We show that LLMs can generate diverse implicit toxic outputs that are exceptionally difficult to detect via simply zero-shot prompting.
We propose a reinforcement learning (RL) based attacking method to further induce the implicit toxicity in LLMs.
- Score: 77.90933074675543
- License: http://arxiv.org/licenses/nonexclusive-distrib/1.0/
- Abstract: The open-endedness of large language models (LLMs) combined with their
impressive capabilities may lead to new safety issues when being exploited for
malicious use. While recent studies primarily focus on probing toxic outputs
that can be easily detected with existing toxicity classifiers, we show that
LLMs can generate diverse implicit toxic outputs that are exceptionally
difficult to detect via simply zero-shot prompting. Moreover, we propose a
reinforcement learning (RL) based attacking method to further induce the
implicit toxicity in LLMs. Specifically, we optimize the language model with a
reward that prefers implicit toxic outputs to explicit toxic and non-toxic
ones. Experiments on five widely-adopted toxicity classifiers demonstrate that
the attack success rate can be significantly improved through RL fine-tuning.
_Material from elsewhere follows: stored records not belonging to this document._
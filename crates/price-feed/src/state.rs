//! Last-published price state
//!
//! Uses DashMap for per-token entries; a per-token async run lock keeps
//! cycles for one token from overlapping so each entry has a single writer.

use chrono::Utc;
use dashmap::DashMap;
use parking_lot::RwLock;
use std::sync::atomic::{AtomicU64, Ordering};
use std::sync::Arc;
use std::time::{Duration, Instant};
use tokio::sync::Mutex;
use tracing::{debug, warn};

use oracle_core::{AggregatedPrice, LastPublished, TokenId, TransactionRecord};

/// Process-wide record of confirmed publications
#[derive(Debug)]
pub struct PublishedState {
    /// Latest confirmed price per token
    published: DashMap<TokenId, LastPublished>,

    /// Cycle run locks per token
    run_locks: DashMap<TokenId, Arc<Mutex<()>>>,

    /// Stats
    update_count: AtomicU64,
    last_update: RwLock<Option<Instant>>,
}

impl PublishedState {
    pub fn new() -> Self {
        Self {
            published: DashMap::new(),
            run_locks: DashMap::new(),
            update_count: AtomicU64::new(0),
            last_update: RwLock::new(None),
        }
    }

    /// Last confirmed publication for a token
    pub fn get(&self, token: &TokenId) -> Option<LastPublished> {
        self.published.get(token).map(|r| r.value().clone())
    }

    /// Run lock for a token's update cycle
    pub fn run_lock(&self, token: &TokenId) -> Arc<Mutex<()>> {
        Arc::clone(
            self.run_locks
                .entry(token.clone())
                .or_insert_with(|| Arc::new(Mutex::new(())))
                .value(),
        )
    }

    /// Record a publication backed by confirmed transactions
    ///
    /// Refuses the update unless `records` is non-empty and every record is a
    /// confirmed transaction for `price.token` carrying `price.price`. Returns
    /// whether the state
    /// changed. The publication time is the latest confirmation time.
    pub fn record_confirmed(&self, price: AggregatedPrice, records: &[TransactionRecord]) -> bool {
        let token = price.token.clone();

        let valid = !records.is_empty()
            && records.iter().all(|r| {
                r.is_confirmed() && r.token == token && r.submitted_price == price.price
            });
        if !valid {
            warn!(token = %token, records = records.len(), "Refusing state update without confirmed transactions");
            return false;
        }

        let published_at = records
            .iter()
            .filter_map(|r| r.confirmed_at)
            .max()
            .unwrap_or_else(Utc::now);

        debug!(token = %token, price = %price.price, "Recording published price");

        self.published.insert(token, LastPublished { price, published_at });
        self.update_count.fetch_add(1, Ordering::Relaxed);
        *self.last_update.write() = Some(Instant::now());
        true
    }

    /// Drop state for one token
    pub fn remove(&self, token: &TokenId) {
        self.published.remove(token);
        self.run_locks.remove(token);
    }

    /// Drop state for tokens no longer configured
    pub fn retain_tokens(&self, tokens: &[TokenId]) {
        self.published.retain(|k, _| tokens.contains(k));
        self.run_locks.retain(|k, _| tokens.contains(k));
    }

    /// Stats
    pub fn stats(&self) -> PublishedStateStats {
        PublishedStateStats {
            token_count: self.published.len(),
            update_count: self.update_count.load(Ordering::Relaxed),
            last_update_age: self.last_update.read().map(|at| at.elapsed()),
        }
    }
}

impl Default for PublishedState {
    fn default() -> Self {
        Self::new()
    }
}

/// Statistics about published state
#[derive(Debug, Clone)]
pub struct PublishedStateStats {
    pub token_count: usize,
    pub update_count: u64,
    pub last_update_age: Option<Duration>,
}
For instance, the RL-finetuned LLaMA-13B model achieves an attack success rate
of 90.04% on BAD and 62.85% on Davinci003. Our findings suggest that LLMs pose
a significant threat in generating undetectable implicit toxic outputs. We
further show that fine-tuning toxicity classifiers on the annotated examples
from our attacking method can effectively enhance their ability to detect
LLM-generated implicit toxic language. The code is publicly available at
https://github.com/thu-coai/Implicit-Toxicity.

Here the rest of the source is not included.